TASK INSTRUCTIONS.
Go through the entries below and print, exactly, the lines starting at the one with "use crate::cli::LogLevel;" and ending at the one with "pub fn write_template(path: &Path, content: &str, force: bool)", keeping both ends and no others.

*** Opening of WORKING DATA ***

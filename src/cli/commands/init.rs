//! Init command implementation

use std::fs;
use std::path::Path;

use crate::cli::logging::log;
use crate::cli::LogLevel;
use crate::config::{generate_yaml, InitArgs};

/// Write `content` to `path`, refusing to replace an existing file unless `force`
pub fn write_template(path: &Path, content: &str, force: bool) -> Result<(), String> {
    if path.exists() && !force {
        return Err(format!(
            "{} already exists (use --force to overwrite)",
            path.display()
        ));
    }
    if let Some(parent) = path.parent().filter(|p| !p.as_os_str().is_empty()) {
        fs::create_dir_all(parent)
            .map_err(|e| format!("Failed to create {}: {e}", parent.display()))?;
    }
    fs::write(path, content).map_err(|e| format!("Failed to write {}: {e}", path.display()))
}

pub fn run_init(args: InitArgs, level: LogLevel) -> Result<(), String> {
    let yaml = generate_yaml(args.template);

    match &args.output {
        Some(path) => {
            write_template(path, &yaml, args.force)?;
            log(
                level,
                LogLevel::Normal,
                &format!("Wrote {} template to {}", args.template, path.display()),
            );
        }
        None => print!("{yaml}"),
    }

    Ok(())
}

*** Close of WORKING DATA ***

RESPONSE BELOW.
use crate::cli::LogLevel;
use crate::config::{generate_yaml, InitArgs};

/// Write `content` to `path`, refusing to replace an existing file unless `force`
pub fn write_template(path: &Path, content: &str, force: bool) -> Result<(), String> {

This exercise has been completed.